- _Your goal_
Copy out every record exactly.

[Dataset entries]
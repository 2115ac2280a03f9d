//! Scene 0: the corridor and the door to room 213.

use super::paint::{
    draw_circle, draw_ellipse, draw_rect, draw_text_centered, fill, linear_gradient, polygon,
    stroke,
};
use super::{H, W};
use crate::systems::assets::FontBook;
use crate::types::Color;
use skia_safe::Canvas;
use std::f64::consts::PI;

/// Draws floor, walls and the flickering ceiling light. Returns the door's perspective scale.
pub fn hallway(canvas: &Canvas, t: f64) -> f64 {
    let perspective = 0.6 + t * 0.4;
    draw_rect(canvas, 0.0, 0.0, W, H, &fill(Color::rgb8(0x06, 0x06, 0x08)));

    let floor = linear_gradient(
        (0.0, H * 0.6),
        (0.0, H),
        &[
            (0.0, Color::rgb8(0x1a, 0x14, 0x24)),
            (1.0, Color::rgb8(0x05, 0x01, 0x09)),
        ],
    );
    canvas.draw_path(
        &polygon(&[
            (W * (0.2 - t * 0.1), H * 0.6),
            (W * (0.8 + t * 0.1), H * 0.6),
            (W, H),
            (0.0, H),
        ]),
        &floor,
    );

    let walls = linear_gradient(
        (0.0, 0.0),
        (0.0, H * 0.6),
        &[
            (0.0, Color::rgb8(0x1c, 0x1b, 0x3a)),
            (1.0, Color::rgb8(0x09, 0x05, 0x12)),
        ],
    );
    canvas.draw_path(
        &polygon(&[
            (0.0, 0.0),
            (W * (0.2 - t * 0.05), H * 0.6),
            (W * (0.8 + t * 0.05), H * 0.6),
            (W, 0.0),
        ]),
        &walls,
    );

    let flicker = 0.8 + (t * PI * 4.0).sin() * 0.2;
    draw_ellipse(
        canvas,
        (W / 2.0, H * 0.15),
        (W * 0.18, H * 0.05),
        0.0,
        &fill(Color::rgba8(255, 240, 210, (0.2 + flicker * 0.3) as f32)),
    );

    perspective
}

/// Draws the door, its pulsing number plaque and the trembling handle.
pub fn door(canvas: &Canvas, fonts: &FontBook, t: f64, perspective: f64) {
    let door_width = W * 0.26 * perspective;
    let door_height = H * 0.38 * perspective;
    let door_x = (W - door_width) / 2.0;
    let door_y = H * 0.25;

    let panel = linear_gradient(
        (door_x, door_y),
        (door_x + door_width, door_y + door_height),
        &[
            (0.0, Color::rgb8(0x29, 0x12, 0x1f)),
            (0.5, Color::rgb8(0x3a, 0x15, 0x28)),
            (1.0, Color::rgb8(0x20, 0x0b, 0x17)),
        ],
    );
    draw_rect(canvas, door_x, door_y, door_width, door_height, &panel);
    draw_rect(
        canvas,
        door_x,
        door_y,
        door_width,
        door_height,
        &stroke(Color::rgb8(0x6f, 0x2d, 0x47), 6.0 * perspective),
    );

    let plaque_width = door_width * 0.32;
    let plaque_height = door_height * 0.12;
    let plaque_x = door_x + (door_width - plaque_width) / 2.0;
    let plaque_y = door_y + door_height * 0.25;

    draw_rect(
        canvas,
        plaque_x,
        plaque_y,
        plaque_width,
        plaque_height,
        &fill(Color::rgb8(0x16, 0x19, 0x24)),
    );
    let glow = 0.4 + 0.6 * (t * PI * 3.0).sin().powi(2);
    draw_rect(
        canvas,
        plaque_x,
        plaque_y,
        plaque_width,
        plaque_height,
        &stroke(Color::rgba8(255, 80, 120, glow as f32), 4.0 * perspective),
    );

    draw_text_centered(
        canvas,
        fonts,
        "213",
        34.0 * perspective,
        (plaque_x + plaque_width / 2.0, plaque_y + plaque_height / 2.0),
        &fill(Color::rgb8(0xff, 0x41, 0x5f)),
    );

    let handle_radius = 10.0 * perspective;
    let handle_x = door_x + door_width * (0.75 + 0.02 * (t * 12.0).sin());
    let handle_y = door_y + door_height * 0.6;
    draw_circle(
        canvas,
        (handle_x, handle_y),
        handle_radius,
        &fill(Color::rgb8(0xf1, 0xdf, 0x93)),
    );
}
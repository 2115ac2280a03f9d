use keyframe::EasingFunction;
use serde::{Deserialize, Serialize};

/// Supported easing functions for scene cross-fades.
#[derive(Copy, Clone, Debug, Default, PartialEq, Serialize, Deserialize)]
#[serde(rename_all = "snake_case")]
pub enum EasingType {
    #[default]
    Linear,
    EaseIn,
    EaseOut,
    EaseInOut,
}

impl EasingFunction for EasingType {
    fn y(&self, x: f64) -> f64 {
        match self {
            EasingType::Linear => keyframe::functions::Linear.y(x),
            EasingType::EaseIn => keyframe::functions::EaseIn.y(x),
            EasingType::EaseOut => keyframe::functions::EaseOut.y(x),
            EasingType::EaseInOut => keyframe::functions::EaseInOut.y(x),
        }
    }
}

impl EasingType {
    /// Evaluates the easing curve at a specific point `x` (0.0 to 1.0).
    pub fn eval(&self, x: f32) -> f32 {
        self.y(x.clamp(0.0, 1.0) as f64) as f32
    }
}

- _Answer box_
repository 2115ac2280a03f9d
//! Scene 0: the corridor and the door to room 213.

use super::paint::{
    draw_circle, draw_ellipse, draw_rect, draw_text_centered, fill, linear_gradient, polygon,
    stroke,
};
use super::{H, W};
use crate::systems::assets::FontBook;
use crate::types::Color;
use skia_safe::Canvas;
use std::f64::consts::PI;

/// Draws floor, walls and the flickering ceiling light. Returns the door's perspective scale.
pub fn hallway(canvas: &Canvas, t: f64) -> f64 {
    let perspective = 0.6 + t * 0.4;
    draw_rect(canvas, 0.0, 0.0, W, H, &fill(Color::rgb8(0x06, 0x06, 0x08)));

    let floor = linear_gradient(
        (0.0, H * 0.6),
        (0.0, H),
        &[
            (0.0, Color::rgb8(0x1a, 0x14, 0x24)),
            (1.0, Color::rgb8(0x05, 0x01, 0x09)),
        ],
    );
    canvas.draw_path(
        &polygon(&[
            (W * (0.2 - t * 0.1), H * 0.6),
            (W * (0.8 + t * 0.1), H * 0.6),
            (W, H),
            (0.0, H),
        ]),
        &floor,
    );

    let walls = linear_gradient(
        (0.0, 0.0),
        (0.0, H * 0.6),
        &[
            (0.0, Color::rgb8(0x1c, 0x1b, 0x3a)),
            (1.0, Color::rgb8(0x09, 0x05, 0x12)),
        ],
    );
    canvas.draw_path(
        &polygon(&[
            (0.0, 0.0),
            (W * (0.2 - t * 0.05), H * 0.6),
            (W * (0.8 + t * 0.05), H * 0.6),
            (W, 0.0),
        ]),
        &walls,
    );

    let flicker = 0.8 + (t * PI * 4.0).sin() * 0.2;
    draw_ellipse(
        canvas,
        (W / 2.0, H * 0.15),
        (W * 0.18, H * 0.05),
        0.0,
        &fill(Color::rgba8(255, 240, 210, (0.2 + flicker * 0.3) as f32)),
    );

    perspective
}

/// Draws the door, its pulsing number plaque and the trembling handle.
pub fn door(canvas: &Canvas, fonts: &FontBook, t: f64, perspective: f64) {
    let door_width = W * 0.26 * perspective;
    let door_height = H * 0.38 * perspective;
    let door_x = (W - door_width) / 2.0;
    let door_y = H * 0.25;

    let panel = linear_gradient(
        (door_x, door_y),
        (door_x + door_width, door_y + door_height),
        &[
            (0.0, Color::rgb8(0x29, 0x12, 0x1f)),
            (0.5, Color::rgb8(0x3a, 0x15, 0x28)),
            (1.0, Color::rgb8(0x20, 0x0b, 0x17)),
        ],
    );
    draw_rect(canvas, door_x, door_y, door_width, door_height, &panel);
    draw_rect(
        canvas,
        door_x,
        door_y,
        door_width,
        door_height,
        &stroke(Color::rgb8(0x6f, 0x2d, 0x47), 6.0 * perspective),
    );

    let plaque_width = door_width * 0.32;
    let plaque_height = door_height * 0.12;
    let plaque_x = door_x + (door_width - plaque_width) / 2.0;
    let plaque_y = door_y + door_height * 0.25;

    draw_rect(
        canvas,
        plaque_x,
        plaque_y,
        plaque_width,
        plaque_height,
        &fill(Color::rgb8(0x16, 0x19, 0x24)),
    );
    let glow = 0.4 + 0.6 * (t * PI * 3.0).sin().powi(2);
    draw_rect(
        canvas,
        plaque_x,
        plaque_y,
        plaque_width,
        plaque_height,
        &stroke(Color::rgba8(255, 80, 120, glow as f32), 4.0 * perspective),
    );

    draw_text_centered(
        canvas,
        fonts,
        "213",
        34.0 * perspective,
        (plaque_x + plaque_width / 2.0, plaque_y + plaque_height / 2.0),
        &fill(Color::rgb8(0xff, 0x41, 0x5f)),
    );

    let handle_radius = 10.0 * perspective;
    let handle_x = door_x + door_width * (0.75 + 0.02 * (t * 12.0).sin());
    let handle_y = door_y + door_height * 0.6;
    draw_circle(
        canvas,
        (handle_x, handle_y),
        handle_radius,
        &fill(Color::rgb8(0xf1, 0xdf, 0x93)),
    );
}
repository 2115ac2280a03f9d
use keyframe::EasingFunction;
use serde::{Deserialize, Serialize};

/// Supported easing functions for scene cross-fades.
#[derive(Copy, Clone, Debug, Default, PartialEq, Serialize, Deserialize)]
#[serde(rename_all = "snake_case")]
pub enum EasingType {
    #[default]
    Linear,
    EaseIn,
    EaseOut,
    EaseInOut,
}

impl EasingFunction for EasingType {
    fn y(&self, x: f64) -> f64 {
        match self {
            EasingType::Linear => keyframe::functions::Linear.y(x),
            EasingType::EaseIn => keyframe::functions::EaseIn.y(x),
            EasingType::EaseOut => keyframe::functions::EaseOut.y(x),
            EasingType::EaseInOut => keyframe::functions::EaseInOut.y(x),
        }
    }
}

impl EasingType {
    /// Evaluates the easing curve at a specific point `x` (0.0 to 1.0).
    pub fn eval(&self, x: f32) -> f32 {
        self.y(x.clamp(0.0, 1.0) as f64) as f32
    }
}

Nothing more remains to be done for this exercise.